技术应用 | 基于Trace的根因分析实践

学术   财经   2024-11-12 11:37   北京  

文 / 中国平安财产保险股份有限公司安全基础运维    秦继良

在日志(Logging)、链路(Tracing)、指标(Metrics)已成为可观测领域三大支柱的今天,我们依然面临很多挑战,如何快速定位故障根因便是关键的一环。以上三大支柱都可以作为故障根因分析数据来源,而如何在海量数据中挖掘有价值的根因信息一直都是一个难题。


常见的故障根因分析手段

1.基于日志(Logging)。传统日志,我们将所有的业务日志集中采集、展示,并针对一些特定关键字做了告警策略,运维、开发人员可以通过SPL语句对日志做一些聚合、统计,虽然对于查询效率有显著提升,但仍很难从日志中挖掘出真正的异常信息;日志聚类:基于以上痛点,我们针对异常日志进行了聚类分析。可对关键字、结构化数据实时聚合分析统计,并基于聚合分析结果进行实时告警,对于时效性要求较低的异常我们会发送Exception报表,极大简化了研发人员对日志分析的门槛。


2.基于指标(Metrics)。

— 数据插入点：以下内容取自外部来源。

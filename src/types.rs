//! Persisted query types
//!
//! This module defines the serializable shapes that survive save/load:
//!
//! - **`TagFilter`**: One tag filter record of a query
//! - **`PartModel`**: Persisted form of a query part `{type, params, categoryName}`
//! - **`Target`**: The persisted query description edited by users
//!
//! All types read older documents leniently: unknown fields are ignored and
//! missing fields fall back to their defaults.
//!
//! # Example
//!
//! ```rust
//! use heroic_query::types::Target;
//!
//! let target: Target = serde_json::from_str(r#"{"measurement": "cpu"}"#).unwrap();
//! assert_eq!(target.result_format, "time_series");
//! assert_eq!(target.group_by[0].part_type, "time");
//! assert_eq!(target.select, vec![vec![]]);
//! ```

use serde::{Deserialize, Deserializer, Serialize};
use serde_json::Value;

use crate::part::Category;

/// Tag key selecting series by their key instead of a tag
pub const KEY_TAG: &str = "$key";

/// Tag type marking a raw query-language filter
pub const CUSTOM_TAG_TYPE: &str = "custom";

/// Measurement used when a target has none
pub const DEFAULT_MEASUREMENT: &str = "measurement";

/// Result format used when a target has none
pub const DEFAULT_RESULT_FORMAT: &str = "time_series";

/// Ordering used when a target has none
pub const DEFAULT_ORDER_BY_TIME: &str = "ASC";

/// Interval of the default `time` group-by clause
pub const DEFAULT_GROUP_BY_INTERVAL: &str = "1m";

// ============================================================================
// Tag filters
// ============================================================================

/// One tag filter record
#[derive(Debug, Clone, PartialEq, Eq, Default, Serialize, Deserialize)]
pub struct TagFilter {
    /// Tag key, or `$key` to match on series key
    pub key: String,

    /// Tag value; absent for custom filters
    #[serde(default, skip_serializing_if = "Option::is_none")]
    pub value: Option<String>,

    /// Match operator (`=`, `!=`, `^`, ...)
    #[serde(default, skip_serializing_if = "Option::is_none")]
    pub operator: Option<String>,

    /// Record type; `custom` marks a raw filter expression held in `key`
    #[serde(rename = "type", default, skip_serializing_if = "Option::is_none")]
    pub tag_type: Option<String>,

    /// Editor condition joining this record to the previous one
    #[serde(default, skip_serializing_if = "Option::is_none")]
    pub condition: Option<String>,
}

impl TagFilter {
    /// Filter `key operator value`
    pub fn new(key: &str, operator: &str, value: &str) -> Self {
        Self {
            key: key.to_string(),
            value: Some(value.to_string()),
            operator: Some(operator.to_string()),
            ..Default::default()
        }
    }

    /// Filter on series key
    pub fn series_key(value: &str) -> Self {
        Self::new(KEY_TAG, "=", value)
    }

    /// Raw filter expression passed to the backend as-is
    pub fn custom(expression: &str) -> Self {
        Self {
            key: expression.to_string(),
            tag_type: Some(CUSTOM_TAG_TYPE.to_string()),
            ..Default::default()
        }
    }

    /// Whether this is a raw filter expression
    pub fn is_custom(&self) -> bool {
        self.tag_type.as_deref() == Some(CUSTOM_TAG_TYPE)
    }

    /// Whether this record filters on series key
    pub fn is_series_key(&self) -> bool {
        self.key == KEY_TAG
    }
}

// ============================================================================
// Parts
// ============================================================================

/// Persisted form of a query part
///
/// A `categoryName` that names no known category is kept verbatim in
/// `unknown_category` so the part still loads and saves unchanged; looking
/// such a part up in a registry fails with `PartNotFound`.
#[derive(Debug, Clone, PartialEq, Eq, Serialize, Deserialize)]
#[serde(from = "PersistedPart", into = "PersistedPart")]
pub struct PartModel {
    /// Part type name
    pub part_type: String,

    /// Parameter values; absent means "use the definition defaults"
    pub params: Option<Vec<String>>,

    /// Category of select parts; absent for group-by clauses
    pub category: Option<Category>,

    /// Persisted category label that matched no [`Category`]
    pub unknown_category: Option<String>,
}

impl PartModel {
    /// Part with an explicit type, params and category
    pub fn new(part_type: &str, params: Option<Vec<String>>, category: Option<Category>) -> Self {
        Self {
            part_type: part_type.to_string(),
            params,
            category,
            unknown_category: None,
        }
    }

    /// Group-by clause `type(params)`
    pub fn group_by(part_type: &str, params: &[&str]) -> Self {
        Self::new(
            part_type,
            Some(params.iter().map(|p| (*p).to_string()).collect()),
            None,
        )
    }

    /// Select part with definition defaults
    pub fn select(category: Category, part_type: &str) -> Self {
        Self::new(part_type, None, Some(category))
    }

    /// Set explicit parameter values
    pub fn with_params(mut self, params: &[&str]) -> Self {
        self.params = Some(params.iter().map(|p| (*p).to_string()).collect());
        self
    }

    /// Persisted category label, known or not
    pub fn category_label(&self) -> Option<&str> {
        self.category
            .as_ref()
            .map(Category::label)
            .or(self.unknown_category.as_deref())
    }
}

/// Wire shape of [`PartModel`] `{type, params, categoryName}`
#[derive(Serialize, Deserialize)]
struct PersistedPart {
    #[serde(rename = "type")]
    part_type: String,

    #[serde(
        default,
        skip_serializing_if = "Option::is_none",
        deserialize_with = "deserialize_params"
    )]
    params: Option<Vec<String>>,

    #[serde(
        rename = "categoryName",
        default,
        skip_serializing_if = "Option::is_none"
    )]
    category: Option<String>,
}

impl From<PersistedPart> for PartModel {
    fn from(raw: PersistedPart) -> Self {
        let category = raw.category.as_deref().and_then(Category::from_label);
        let unknown_category = match category {
            Some(_) => None,
            None => raw.category,
        };
        Self {
            part_type: raw.part_type,
            params: raw.params,
            category,
            unknown_category,
        }
    }
}

impl From<PartModel> for PersistedPart {
    fn from(part: PartModel) -> Self {
        let category = part.category_label().map(str::to_string);
        Self {
            part_type: part.part_type,
            params: part.params,
            category,
        }
    }
}

/// Accept strings, numbers and booleans as parameter values
fn deserialize_params<'de, D>(deserializer: D) -> Result<Option<Vec<String>>, D::Error>
where
    D: Deserializer<'de>,
{
    let raw = Option::<Vec<Value>>::deserialize(deserializer)?;
    raw.map(|values| {
        values
            .into_iter()
            .map(|value| match value {
                Value::String(s) => Ok(s),
                Value::Number(n) => Ok(n.to_string()),
                Value::Bool(b) => Ok(b.to_string()),
                Value::Null => Ok(String::new()),
                other => Err(serde::de::Error::custom(format!(
                    "unsupported parameter value: {}",
                    other
                ))),
            })
            .collect()
    })
    .transpose()
}

// ============================================================================
// Target
// ============================================================================

/// Persisted query description
#[derive(Debug, Clone, PartialEq, Serialize, Deserialize)]
#[serde(rename_all = "camelCase")]
pub struct Target {
    /// Panel reference id
    #[serde(default, skip_serializing_if = "Option::is_none")]
    pub ref_id: Option<String>,

    /// Measurement (series key) queried
    #[serde(default = "default_measurement")]
    pub measurement: String,

    /// How results are presented (`time_series`, `table`)
    #[serde(default = "default_result_format")]
    pub result_format: String,

    /// Result ordering
    #[serde(default = "default_order_by_time")]
    pub order_by_time: String,

    /// Tag filters
    #[serde(default)]
    pub tags: Vec<TagFilter>,

    /// Group-by clauses
    #[serde(default = "default_group_by")]
    pub group_by: Vec<PartModel>,

    /// Select pipelines
    #[serde(default = "default_select")]
    pub select: Vec<Vec<PartModel>>,

    /// Distributed aggregation switch; absent means enabled
    #[serde(default, skip_serializing_if = "Option::is_none")]
    pub global_aggregation: Option<bool>,

    /// Display alias for returned series
    #[serde(default, skip_serializing_if = "Option::is_none")]
    pub alias: Option<String>,

    /// Query is hidden in the panel
    #[serde(default, skip_serializing_if = "Option::is_none")]
    pub hide: Option<bool>,
}

impl Default for Target {
    fn default() -> Self {
        Self {
            ref_id: None,
            measurement: default_measurement(),
            result_format: default_result_format(),
            order_by_time: default_order_by_time(),
            tags: Vec::new(),
            group_by: default_group_by(),
            select: default_select(),
            global_aggregation: None,
            alias: None,
            hide: None,
        }
    }
}

impl Target {
    /// Parse a persisted target from JSON
    pub fn from_json(json: &str) -> crate::Result<Self> {
        Ok(serde_json::from_str(json)?)
    }

    /// Serialize the target to JSON
    pub fn to_json(&self) -> crate::Result<String> {
        Ok(serde_json::to_string(self)?)
    }

    /// Whether distributed aggregation is enabled
    pub fn distributed_aggregation(&self) -> bool {
        self.global_aggregation != Some(false)
    }
}

fn default_measurement() -> String { DEFAULT_MEASUREMENT.to_string() }
fn default_result_format() -> String { DEFAULT_RESULT_FORMAT.to_string() }
fn default_order_by_time() -> String { DEFAULT_ORDER_BY_TIME.to_string() }
fn default_group_by() -> Vec<PartModel> { vec![PartModel::group_by("time", &[DEFAULT_GROUP_BY_INTERVAL])] }
fn default_select() -> Vec<Vec<PartModel>> { vec![Vec::new()] }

传统指标,指标主要展示了程序最后的执行结果,传统的指标维度并不具备真正的可观测性,开发人员需要拿着结果去猜测和验证导致结果的原因和过程,例如CPU使用率仅代表程序执行后CPU被使用的情况,那么他是如何被使用的以及具体是什么原因导致使用率异常,我们需要通过其他手段来去深入研究和分析,这往往更多的依赖运维、开发人员的经验;多维指标,业务有感的大规模故障来临时,往往伴随的告警风暴的来临,对于业务链路中的关键指标会大范围波动,我们难以从中找出哪些是因哪些是果,往往一个排查方向错误就会耗费大量的时间和精力,为明确导致指标异常的具体根因,我们基于多维度的指标分析,预设一些指标之间的因果关系和故障特征,例如单宿主机故障会导致上面的POD大规模异常、数据库异常会引发应用线程池异常,根据此类多维度的指标因果分析,可以帮助运维、开发人员更容易定位问题。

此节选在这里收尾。